Barcode: 5060181660801

Format: CD

Number of Discs: 1

Genre: Vocal/Choral

Release Date: 22nd September 2014

Contents

About

This CD presents musicians and music-lovers with a profound conundrum, made more inexplicable by the vivid reminder it brings of the loss to the world of the artistic qualities of Kathleen Ferrier. For it is her artistry that must surely strike us forcibly on being given the opportunity of coming into contact with these live performances from the late 1940s and early 1950s, thankfully preserved from BBC broadcasts. It is that reminder of what the world of music lost when Ferrier died, a victim of the scourge of cancer, in October 1953 at the age of 41, bringing to a tragic end a career that barely traversed nine years.

She recorded Kindertotenlieder in London in October 1949, almost a year to the day after the performance on this CD took place on 13 October 1948 – a broadcast ‘live’ from Manchester’s Albert Hall. For those who know this work intimately, succeeding generations should be grateful that Ferrier’s account with John Barbirolli has been preserved - it is a performance of great penetration and depth, such as to reveal exactly why Bruno Walter, on hearing Ferrier sing for the first time ‘...recognised with delight here was potentially one of the greatest singers of our time.’

Lennox Berkeley had written Four Poems of St Teresa of Avila in 1947 for contralto and string orchestra, expressly for Ferrier. As it was his first solo vocal work, Berkeley consulted with Ferrier during its composition, recalling that ‘she put herself at the service of the music’. She gave the first broadcast performance at the end of April 1948 with the Arnold Goldsbrough Orchestra, and this subsequent performance from November 1949 under Barbirolli reveals the insight of both artists with music of their British contemporaries, more so perhaps as Ferrier never recorded the work commercially.

It seems that Sir John Barbirolli was responsible for introducing Ferrier to the Poeme de l’amour et de la mer by Ernest Chausson, setting a poem by Maurice Bouchor and composed between 1882 and 1890. Barbirolli played in the cello section of the orchestra at the work’s London premiere, on 29 May 1919 at Queen’s Hall, conducted by Geoffrey Toye.

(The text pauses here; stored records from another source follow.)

//! Process-wide fan-out of order events to streaming subscribers.
//!
//! Every subscriber owns a bounded queue. Publishing never waits: a full
//! queue loses that one event for that one subscriber, and a closed queue is
//! pruned from the registry.

use std::collections::HashMap;
use std::pin::Pin;
use std::sync::atomic::{AtomicBool, AtomicU64, Ordering};
use std::sync::{Arc, PoisonError, RwLock, Weak};
use std::task::{Context, Poll};

use tokio::sync::mpsc::{self, error::TrySendError};
use tokio_stream::Stream;

use crate::orders::Order;

/// Queue length used when none is configured.
pub const DEFAULT_BUFFER: usize = 64;

/// Broadcaster of stored orders.
pub type OrderBroadcaster = Broadcaster<Order>;

struct Registry<T> {
    subscribers: RwLock<HashMap<u64, mpsc::Sender<T>>>,
    next_id: AtomicU64,
    closed: AtomicBool,
}

impl<T> Registry<T> {
    fn remove(&self, id: u64) -> bool {
        self.subscribers
            .write()
            .unwrap_or_else(PoisonError::into_inner)
            .remove(&id)
            .is_some()
    }
}

/// Publisher side of the fan-out. Cheap to clone; clones share subscribers.
pub struct Broadcaster<T> {
    registry: Arc<Registry<T>>,
    buffer: usize,
}

impl<T> Clone for Broadcaster<T> {
    fn clone(&self) -> Self {
        Self {
            registry: Arc::clone(&self.registry),
            buffer: self.buffer,
        }
    }
}

impl<T: Clone + Send + 'static> Default for Broadcaster<T> {
    fn default() -> Self {
        Self::new(DEFAULT_BUFFER)
    }
}

impl<T: Clone + Send + 'static> Broadcaster<T> {
    /// Creates a broadcaster whose subscribers each buffer up to `buffer` events.
    pub fn new(buffer: usize) -> Self {
        Self {
            registry: Arc::new(Registry {
                subscribers: RwLock::new(HashMap::new()),
                next_id: AtomicU64::new(1),
                closed: AtomicBool::new(false),
            }),
            buffer: buffer.max(1),
        }
    }

    /// Registers a new subscriber.
    ///
    /// After [`Broadcaster::close`] the returned subscription is already ended.
    pub fn subscribe(&self) -> Subscription<T> {
        let (sender, receiver) = mpsc::channel(self.buffer);
        let id = self.registry.next_id.fetch_add(1, Ordering::Relaxed);

        {
            // `closed` is only flipped under this lock, so a subscriber is
            // either cleared by `close` or never registered.
            let mut subscribers = self
                .registry
                .subscribers
                .write()
                .unwrap_or_else(PoisonError::into_inner);
            if !self.is_closed() {
                subscribers.insert(id, sender);
                tracing::debug!(subscriber = id, "subscribed");
            }
        }

        Subscription {
            id,
            receiver,
            registry: Arc::downgrade(&self.registry),
            active: true,
        }
    }

    /// Offers `event` to every subscriber and returns how many accepted it.
    pub fn broadcast(&self, event: &T) -> usize {
        let snapshot: Vec<(u64, mpsc::Sender<T>)> = self
            .registry
            .subscribers
            .read()
            .unwrap_or_else(PoisonError::into_inner)
            .iter()
            .map(|(id, sender)| (*id, sender.clone()))
            .collect();

        let mut delivered = 0;
        let mut departed = Vec::new();
        for (id, sender) in snapshot {
            match sender.try_send(event.clone()) {
                Ok(()) => delivered += 1,
                Err(TrySendError::Full(_)) => {
                    tracing::warn!(subscriber = id, "subscriber queue full, event dropped");
                }
                Err(TrySendError::Closed(_)) => departed.push(id),
            }
        }

        for id in departed {
            if self.registry.remove(id) {
                tracing::debug!(subscriber = id, "pruned closed subscriber");
            }
        }

        delivered
    }

    pub fn subscriber_count(&self) -> usize {
        self.registry
            .subscribers
            .read()
            .unwrap_or_else(PoisonError::into_inner)
            .len()
    }

    /// Ends every subscription and refuses new ones.
    pub fn close(&self) {
        let dropped = {
            let mut subscribers = self
                .registry
                .subscribers
                .write()
                .unwrap_or_else(PoisonError::into_inner);
            self.registry.closed.store(true, Ordering::SeqCst);
            let count = subscribers.len();
            subscribers.clear();
            count
        };
        tracing::info!(subscribers = dropped, "broadcaster closed");
    }

    pub fn is_closed(&self) -> bool {
        self.registry.closed.load(Ordering::SeqCst)
    }
}

/// Receiving side of one subscriber.
///
/// Dropping the subscription unsubscribes it.
pub struct Subscription<T> {
    id: u64,
    receiver: mpsc::Receiver<T>,
    registry: Weak<Registry<T>>,
    active: bool,
}

impl<T> Subscription<T> {
    pub fn id(&self) -> u64 {
        self.id
    }

    /// Waits for the next event; `None` once unsubscribed or closed.
    pub async fn recv(&mut self) -> Option<T> {
        self.receiver.recv().await
    }

    /// Removes this subscriber from the registry. Calling it again is a no-op.
    pub fn unsubscribe(&mut self) {
        if !self.active {
            return;
        }
        self.active = false;
        self.receiver.close();
        if let Some(registry) = self.registry.upgrade() {
            if registry.remove(self.id) {
                tracing::debug!(subscriber = self.id, "unsubscribed");
            }
        }
    }
}

impl<T> Drop for Subscription<T> {
    fn drop(&mut self) {
        self.unsubscribe();
    }
}

impl<T> Stream for Subscription<T> {
    type Item = T;

    fn poll_next(mut self: Pin<&mut Self>, cx: &mut Context<'_>) -> Poll<Option<T>> {
        self.receiver.poll_recv(cx)
    }
}

#[cfg(test)]
mod tests {
    use std::time::Duration;

    use tokio::time::timeout;
    use tokio_stream::StreamExt;

    use super::*;
    use crate::orders::OrderItem;

    fn order(id: &str) -> Order {
        Order::new(vec![OrderItem::new("p1", 1, 2.5)]).with_id(id)
    }

    async fn next(subscription: &mut Subscription<Order>) -> Option<Order> {
        timeout(Duration::from_secs(1), subscription.recv())
            .await
            .expect("timed out waiting for event")
    }

    #[tokio::test]
    async fn test_every_subscriber_receives_each_event() {
        let broadcaster = OrderBroadcaster::new(8);
        let mut subscriptions: Vec<_> = (0..3).map(|_| broadcaster.subscribe()).collect();

        assert_eq!(broadcaster.broadcast(&order("o1")), 3);

        for subscription in &mut subscriptions {
            assert_eq!(next(subscription).await.unwrap().id, "o1");
        }
    }

    #[tokio::test]
    async fn test_unsubscribed_subscriber_is_skipped() {
        let broadcaster = OrderBroadcaster::new(8);
        let mut a = broadcaster.subscribe();
        let mut b = broadcaster.subscribe();
        let mut c = broadcaster.subscribe();

        b.unsubscribe();
        assert_eq!(broadcaster.subscriber_count(), 2);
        assert_eq!(broadcaster.broadcast(&order("o1")), 2);

        assert_eq!(next(&mut a).await.unwrap().id, "o1");
        assert_eq!(next(&mut c).await.unwrap().id, "o1");
        assert_eq!(b.recv().await, None);
    }

    #[tokio::test]
    async fn test_unsubscribe_is_idempotent_and_drop_unsubscribes() {
        let broadcaster = OrderBroadcaster::new(8);
        let mut a = broadcaster.subscribe();
        let b = broadcaster.subscribe();
        let _c = broadcaster.subscribe();

        a.unsubscribe();
        a.unsubscribe();
        assert_eq!(broadcaster.subscriber_count(), 2);

        drop(b);
        assert_eq!(broadcaster.subscriber_count(), 1);

        drop(a);
        assert_eq!(broadcaster.subscriber_count(), 1);
    }

    #[tokio::test]
    async fn test_slow_subscriber_does_not_block_others() {
        let broadcaster = OrderBroadcaster::new(1);
        let _stalled = broadcaster.subscribe();
        let mut live = broadcaster.subscribe();

        assert_eq!(broadcaster.broadcast(&order("o1")), 2);
        assert_eq!(next(&mut live).await.unwrap().id, "o1");

        // The stalled queue is full now; only the live subscriber gets it.
        assert_eq!(broadcaster.broadcast(&order("o2")), 1);
        assert_eq!(next(&mut live).await.unwrap().id, "o2");
        assert_eq!(broadcaster.subscriber_count(), 2);
    }

    #[tokio::test]
    async fn test_close_ends_all_streams() {
        let broadcaster = OrderBroadcaster::new(8);
        let mut a = broadcaster.subscribe();

        broadcaster.close();

        assert!(broadcaster.is_closed());
        assert_eq!(broadcaster.subscriber_count(), 0);
        assert_eq!(next(&mut a).await, None);

        let mut late = broadcaster.subscribe();
        assert_eq!(next(&mut late).await, None);
        assert_eq!(broadcaster.broadcast(&order("o1")), 0);
    }

    #[tokio::test(flavor = "multi_thread", worker_threads = 4)]
    async fn test_subscribe_racing_close_never_leaves_open_subscription() {
        for _ in 0..50 {
            let broadcaster = OrderBroadcaster::new(4);

            let subscribers: Vec<_> = (0..4)
                .map(|_| {
                    let broadcaster = broadcaster.clone();
                    tokio::spawn(async move {
                        let mut subscriptions = Vec::new();
                        for _ in 0..20 {
                            subscriptions.push(broadcaster.subscribe());
                            tokio::task::yield_now().await;
                        }
                        subscriptions
                    })
                })
                .collect();
            let closer = {
                let broadcaster = broadcaster.clone();
                tokio::spawn(async move {
                    tokio::task::yield_now().await;
                    broadcaster.close();
                })
            };

            closer.await.unwrap();
            for handle in subscribers {
                for mut subscription in handle.await.unwrap() {
                    assert_eq!(next(&mut subscription).await, None);
                }
            }
            assert_eq!(broadcaster.subscriber_count(), 0);
        }
    }

    #[tokio::test]
    async fn test_subscription_is_a_stream() {
        let broadcaster = OrderBroadcaster::new(8);
        let subscription = broadcaster.subscribe();

        broadcaster.broadcast(&order("o1"));
        broadcaster.broadcast(&order("o2"));
        broadcaster.close();

        let ids: Vec<String> = subscription.map(|o| o.id).collect().await;
        assert_eq!(ids, vec!["o1", "o2"]);
    }

    #[tokio::test]
    async fn test_subscription_outliving_broadcaster() {
        let broadcaster = OrderBroadcaster::new(8);
        let mut subscription = broadcaster.subscribe();
        drop(broadcaster);

        assert_eq!(next(&mut subscription).await, None);
        subscription.unsubscribe();
    }

    #[tokio::test(flavor = "multi_thread", worker_threads = 4)]
    async fn test_concurrent_subscribe_and_broadcast() {
        let broadcaster = OrderBroadcaster::new(4);

        let churn = {
            let broadcaster = broadcaster.clone();
            tokio::spawn(async move {
                for _ in 0..200 {
                    let mut subscription = broadcaster.subscribe();
                    tokio::task::yield_now().await;
                    subscription.unsubscribe();
                }
            })
        };
        let publish = {
            let broadcaster = broadcaster.clone();
            tokio::spawn(async move {
                for i in 0..200 {
                    broadcaster.broadcast(&order(&format!("o{i}")));
                    tokio::task::yield_now().await;
                }
            })
        };

        churn.await.unwrap();
        publish.await.unwrap();
        assert_eq!(broadcaster.subscriber_count(), 0);
    }
}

The recording on this CD comes from a performance in Manchester’s Deansgate in March 1951, and offers Ferrier’s superb account of this masterly score, a work which had obviously come to mean something very personal to her and to Barbirolli. A few days before Kathleen Ferrier died, the conductor visited her in hospital. He was clearly deeply moved on that occasion when she sang the opening of the Chausson (as Barbirolli recalled), ‘in a voice with all the bloom and tender ache of spring in it...the glory that was hers remained untouched.’